DATASET ENTRIES =>

- - -

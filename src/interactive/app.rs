//! TUI application state and logic

use crate::core::{Feedback, WORD_LENGTH, Word};
use crate::solver::{ConstraintState, Recommendations, Solver, filter_candidates};
use anyhow::Result;
use crossterm::{
    event::{
        self, DisableMouseCapture, EnableMouseCapture, Event, KeyCode, KeyEventKind, KeyModifiers,
    },
    execute,
    terminal::{EnterAlternateScreen, LeaveAlternateScreen, disable_raw_mode, enable_raw_mode},
};
use ratatui::{Terminal, backend::CrosstermBackend};
use std::io;

/// Application state
pub struct App<'a> {
    pub solver: Solver<'a>,
    pub report: Recommendations<'a>,
    /// Guess waiting for its feedback
    pub pending_guess: Option<Word>,
    pub input_buffer: String,
    pub messages: Vec<Message>,
    pub input_mode: InputMode,
    pub should_quit: bool,
    /// Rows shown per ranked list
    pub top: usize,
}

#[derive(Debug, Clone, Copy, PartialEq, Eq)]
pub enum InputMode {
    GuessWord,
    Feedback,
    Solved,
}

/// One played round and how far it narrowed the candidates
#[derive(Debug, Clone, Copy)]
pub struct RoundSummary<'h> {
    pub guess: &'h Word,
    pub feedback: &'h Feedback,
    pub candidates_before: usize,
    pub candidates_after: usize,
}

#[derive(Debug, Clone)]
pub struct Message {
    pub text: String,
    pub style: MessageStyle,
}

#[derive(Debug, Clone, Copy)]
pub enum MessageStyle {
    Info,
    Success,
    Error,
}

impl<'a> App<'a> {
    #[must_use]
    pub fn new(solver: Solver<'a>, top: usize) -> Self {
        let report = solver.recommendations();

        Self {
            solver,
            report,
            pending_guess: None,
            input_buffer: String::new(),
            messages: vec![
                Message {
                    text: "Type the word you guessed, or TAB for the top pick.".to_string(),
                    style: MessageStyle::Info,
                },
                Message {
                    text: "Then enter the feedback (e.g., 'GY-GY' or '🟩🟨⬜🟩🟨')".to_string(),
                    style: MessageStyle::Info,
                },
            ],
            input_mode: InputMode::GuessWord,
            should_quit: false,
            top,
        }
    }

    /// Accept the typed word as this round's guess
    pub fn submit_guess(&mut self) {
        match Word::new(&self.input_buffer) {
            Ok(word) => {
                self.add_message(
                    &format!("Guess: {}", word.text().to_uppercase()),
                    MessageStyle::Info,
                );
                self.pending_guess = Some(word);
                self.input_buffer.clear();
                self.input_mode = InputMode::Feedback;
            }
            Err(e) => self.add_message(&format!("Invalid word: {e}"), MessageStyle::Error),
        }
    }

    /// Put the highest-ranked recommendation in the input line
    pub fn use_top_pick(&mut self) {
        if let Some(word) = self.report.top_pick() {
            self.input_buffer = word.text().to_string();
        } else {
            self.add_message("No recommendation available!", MessageStyle::Error);
        }
    }

    /// Parse the typed marks and fold them into the solver
    pub fn handle_feedback(&mut self, input: &str) {
        let Some(guess) = self.pending_guess.clone() else {
            self.input_mode = InputMode::GuessWord;
            return;
        };

        let feedback = match Feedback::from_marks(input) {
            Ok(feedback) => feedback,
            Err(_) => {
                self.add_message("Invalid feedback! Use G/Y/- or 🟩🟨⬜", MessageStyle::Error);
                return;
            }
        };

        let solved = feedback.is_solved();
        self.report = self.solver.apply(guess, feedback);
        let candidates_after = self.report.candidates.len();

        self.pending_guess = None;
        self.input_buffer.clear();

        if solved {
            self.input_mode = InputMode::Solved;
            let celebration = match self.solver.history().len() {
                1 => "🎯 HOLE IN ONE! 🌟",
                2 => "🔥 Two guesses! 🔥",
                3 => "✨ Three guesses! ✨",
                4 => "👏 Four guesses! 👏",
                5 => "🎉 Five guesses! 🎉",
                6 => "😅 PHEW! Got it in six! 😅",
                _ => "🎊 SOLVED! 🎊",
            };
            self.add_message(celebration, MessageStyle::Success);
            self.add_message("Press 'n' for new game or 'q' to quit.", MessageStyle::Info);
        } else {
            self.input_mode = InputMode::GuessWord;
            if candidates_after == 0 {
                self.add_message(
                    "No candidates remain - feedback may be wrong. Press Ctrl+U to undo.",
                    MessageStyle::Error,
                );
            } else {
                self.add_message(
                    &format!("{candidates_after} candidates remaining"),
                    MessageStyle::Info,
                );
            }
        }
    }

    /// Drop the pending guess, or go back to the guess word entry
    pub fn cancel_feedback(&mut self) {
        self.pending_guess = None;
        self.input_buffer.clear();
        self.input_mode = InputMode::GuessWord;
    }

    pub fn new_game(&mut self) {
        self.solver.reset();
        self.report = self.solver.recommendations();
        self.pending_guess = None;
        self.input_buffer.clear();
        self.messages.clear();
        self.input_mode = InputMode::GuessWord;
        self.add_message(
            "New game started! All constraints cleared.",
            MessageStyle::Info,
        );
    }

    pub fn undo_last(&mut self) {
        if self.solver.undo().is_some() {
            self.report = self.solver.recommendations();
            self.pending_guess = None;
            self.input_buffer.clear();
            self.input_mode = InputMode::GuessWord;
            self.add_message("Undone!", MessageStyle::Info);
        } else {
            self.add_message("Nothing to undo!", MessageStyle::Error);
        }
    }

    pub fn add_message(&mut self, text: &str, style: MessageStyle) {
        self.messages.push(Message {
            text: text.to_string(),
            style,
        });

        // Keep only last 5 messages
        if self.messages.len() > 5 {
            self.messages.remove(0);
        }
    }

    #[must_use]
    pub fn candidates_count(&self) -> usize {
        self.report.candidates.len()
    }

    /// Played rounds, oldest first, with candidate counts re-derived from
    /// the solver history
    #[must_use]
    pub fn rounds(&self) -> Vec<RoundSummary<'_>> {
        let words = self.solver.lexicon().words();
        let mut state = ConstraintState::new();
        let mut before = words.len();

        self.solver
            .history()
            .iter()
            .map(|(guess, feedback)| {
                state = state.apply(guess, feedback);
                let after = filter_candidates(words, &state).len();
                let summary = RoundSummary {
                    guess,
                    feedback,
                    candidates_before: before,
                    candidates_after: after,
                };
                before = after;
                summary
            })
            .collect()
    }
}

/// Run the TUI application
///
/// # Errors
///
/// Returns an error if terminal setup/cleanup fails or if there's an I/O error
/// during rendering or event handling.
pub fn run_tui(app: App) -> Result<()> {
    // Setup terminal
    enable_raw_mode()?;
    let mut stdout = io::stdout();
    execute!(stdout, EnterAlternateScreen, EnableMouseCapture)?;
    let backend = CrosstermBackend::new(stdout);
    let mut terminal = Terminal::new(backend)?;

    let res = run_app(&mut terminal, app);

    // Restore terminal
    disable_raw_mode()?;
    execute!(
        terminal.backend_mut(),
        LeaveAlternateScreen,
        DisableMouseCapture
    )?;
    terminal.show_cursor()?;

    if let Err(err) = res {
        eprintln!("Error: {err}");
    }

    Ok(())
}

fn run_app<B: ratatui::backend::Backend>(terminal: &mut Terminal<B>, mut app: App) -> Result<()> {
    loop {
        terminal.draw(|f| super::rendering::ui(f, &app))?;

        if let Event::Key(key) = event::read()? {
            // Only process key press events (fixes Windows double-input bug)
            if key.kind != KeyEventKind::Press {
                continue;
            }

            let ctrl = key.modifiers.contains(KeyModifiers::CONTROL);
            match (app.input_mode, key.code) {
                (_, KeyCode::Char('c')) if ctrl => app.should_quit = true,
                (_, KeyCode::Char('n')) if ctrl => app.new_game(),
                (_, KeyCode::Char('u')) if ctrl => app.undo_last(),

                (InputMode::Solved, KeyCode::Char('q')) => app.should_quit = true,
                (InputMode::Solved, KeyCode::Char('n')) => app.new_game(),
                (InputMode::Solved, KeyCode::Char('u')) => app.undo_last(),
                (InputMode::Solved, _) => {}

                (InputMode::GuessWord, KeyCode::Esc) => app.should_quit = true,
                (InputMode::GuessWord, KeyCode::Tab) => app.use_top_pick(),
                (InputMode::GuessWord, KeyCode::Char(c)) => {
                    if app.input_buffer.len() < WORD_LENGTH && c.is_ascii_alphabetic() {
                        app.input_buffer.push(c.to_ascii_lowercase());
                    }
                }
                (InputMode::GuessWord, KeyCode::Enter) => app.submit_guess(),

                (InputMode::Feedback, KeyCode::Esc) => app.cancel_feedback(),
                (InputMode::Feedback, KeyCode::Char('q')) => app.should_quit = true,
                (InputMode::Feedback, KeyCode::Char('n')) => app.new_game(),
                (InputMode::Feedback, KeyCode::Char('u')) => app.undo_last(),
                (InputMode::Feedback, KeyCode::Char(c)) => app.input_buffer.push(c),
                (InputMode::Feedback, KeyCode::Enter) => {
                    let input = app.input_buffer.clone();
                    app.handle_feedback(&input);
                }

                (_, KeyCode::Backspace) => {
                    app.input_buffer.pop();
                }
                _ => {}
            }
        }

        if app.should_quit {
            break;
        }
    }

    Ok(())
}

#[cfg(test)]
mod tests {
    use super::*;
    use crate::core::FrequencyTable;
    use crate::solver::RankerConfig;
    use crate::wordlists::Lexicon;
    use crate::wordlists::loader::words_from_slice;

    fn lexicon() -> Lexicon {
        Lexicon::new(words_from_slice(&["crane", "slate", "irate", "plate", "moist"])).unwrap()
    }

    #[test]
    fn guess_then_feedback_narrows() {
        let lexicon = lexicon();
        let table = FrequencyTable::default();
        let mut app = App::new(Solver::new(&lexicon, &table, RankerConfig::default()), 5);

        app.input_buffer = "plate".to_string();
        app.submit_guess();
        assert_eq!(app.input_mode, InputMode::Feedback);

        app.handle_feedback("--GGG");
        assert_eq!(app.input_mode, InputMode::GuessWord);
        assert_eq!(app.candidates_count(), 1);
        let rounds = app.rounds();
        assert_eq!(rounds.len(), 1);
        assert_eq!(rounds[0].candidates_before, 5);
        assert_eq!(rounds[0].candidates_after, 1);
    }

    #[test]
    fn bad_input_keeps_mode() {
        let lexicon = lexicon();
        let table = FrequencyTable::default();
        let mut app = App::new(Solver::new(&lexicon, &table, RankerConfig::default()), 5);

        app.input_buffer = "pla".to_string();
        app.submit_guess();
        assert_eq!(app.input_mode, InputMode::GuessWord);

        app.input_buffer = "plate".to_string();
        app.submit_guess();
        app.handle_feedback("GGX");
        assert_eq!(app.input_mode, InputMode::Feedback);
        assert!(app.rounds().is_empty());
    }

    #[test]
    fn solved_then_new_game() {
        let lexicon = lexicon();
        let table = FrequencyTable::default();
        let mut app = App::new(Solver::new(&lexicon, &table, RankerConfig::default()), 5);

        app.input_buffer = "irate".to_string();
        app.submit_guess();
        app.handle_feedback("GGGGG");
        assert_eq!(app.input_mode, InputMode::Solved);

        app.new_game();
        assert!(app.rounds().is_empty());
        assert!(app.solver.state().is_empty());
        assert_eq!(app.candidates_count(), 5);
    }

    #[test]
    fn undo_restores_previous_report() {
        let lexicon = lexicon();
        let table = FrequencyTable::default();
        let mut app = App::new(Solver::new(&lexicon, &table, RankerConfig::default()), 5);

        app.input_buffer = "plate".to_string();
        app.submit_guess();
        app.handle_feedback("--GGG");
        app.undo_last();

        assert!(app.rounds().is_empty());
        assert_eq!(app.candidates_count(), 5);
    }

    #[test]
    fn rounds_follow_solver_history_through_undo() {
        let lexicon = lexicon();
        let table = FrequencyTable::default();
        let mut app = App::new(Solver::new(&lexicon, &table, RankerConfig::default()), 5);

        for (guess, marks) in [("crane", "--G-G"), ("slate", "--GGG")] {
            app.input_buffer = guess.to_string();
            app.submit_guess();
            app.handle_feedback(marks);
        }
        let rounds = app.rounds();
        assert_eq!(rounds.len(), 2);
        assert_eq!(rounds[1].candidates_before, rounds[0].candidates_after);
        assert_eq!(rounds[1].candidates_after, app.candidates_count());

        app.undo_last();
        let rounds = app.rounds();
        assert_eq!(rounds.len(), app.solver.history().len());
        assert_eq!(rounds[0].guess.text(), "crane");
        assert_eq!(rounds[0].candidates_after, app.candidates_count());
    }

    #[test]
    fn tab_fills_top_pick() {
        let lexicon = lexicon();
        let table = FrequencyTable::default();
        let mut app = App::new(Solver::new(&lexicon, &table, RankerConfig::default()), 5);

        app.use_top_pick();
        assert_eq!(app.input_buffer.len(), WORD_LENGTH);
    }
}
//! Display functions for round reports

use super::formatters::{create_progress_bar, format_letters, format_scored, format_words};
use crate::solver::{Recommendations, StrategyKind};
use colored::Colorize;

/// Print everything the helper knows after a round
///
/// `lexicon_len` scales the narrowing bar; `top` caps each list.
pub fn print_recommendations(report: &Recommendations<'_>, lexicon_len: usize, top: usize) {
    println!("\n{}", "─".repeat(60).cyan());

    let remaining = report.candidates.len();
    let bar = create_progress_bar(remaining as f64, lexicon_len as f64, 30);
    println!(
        "📚 Possible words: [{}] {}",
        bar.green(),
        format!("{remaining} of {lexicon_len}").bright_yellow().bold()
    );
    if remaining == 0 {
        println!(
            "   {}",
            "No word fits this feedback. Check the input, or 'undo'.".red()
        );
    } else {
        println!("   {}", format_words(&report.candidates, top));
    }

    println!(
        "\n🔤 Suggested letters: {}",
        format_letters(&report.suggestions).bright_white().bold()
    );
    println!("🧩 State: {}", report.state.to_string().bright_black());

    println!("\n🎯 {}", "Recommended words:".bright_cyan().bold());
    for kind in StrategyKind::ALL {
        if let Some(ranked) = report.ranked(kind) {
            let list = if ranked.is_empty() {
                "(none)".bright_black().to_string()
            } else {
                format_scored(ranked, top)
            };
            println!("   {} {list}", format!("{:<27}", kind.name()).yellow());
        }
    }

    if let Some(pick) = report.top_pick() {
        println!(
            "\n👉 Try: {}",
            pick.text().to_uppercase().bright_green().bold()
        );
    }
}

- - -

ACTIVITY => Restate, word for word and with nothing added, the lines from the first line of the listing through the one where "pub enum InputMode" stands.

RESULT =>
filename src/interactive/app.rs
//! TUI application state and logic

use crate::core::{Feedback, WORD_LENGTH, Word};
use crate::solver::{ConstraintState, Recommendations, Solver, filter_candidates};
use anyhow::Result;
use crossterm::{
    event::{
        self, DisableMouseCapture, EnableMouseCapture, Event, KeyCode, KeyEventKind, KeyModifiers,
    },
    execute,
    terminal::{EnterAlternateScreen, LeaveAlternateScreen, disable_raw_mode, enable_raw_mode},
};
use ratatui::{Terminal, backend::CrosstermBackend};
use std::io;

/// Application state
pub struct App<'a> {
    pub solver: Solver<'a>,
    pub report: Recommendations<'a>,
    /// Guess waiting for its feedback
    pub pending_guess: Option<Word>,
    pub input_buffer: String,
    pub messages: Vec<Message>,
    pub input_mode: InputMode,
    pub should_quit: bool,
    /// Rows shown per ranked list
    pub top: usize,
}

#[derive(Debug, Clone, Copy, PartialEq, Eq)]
pub enum InputMode {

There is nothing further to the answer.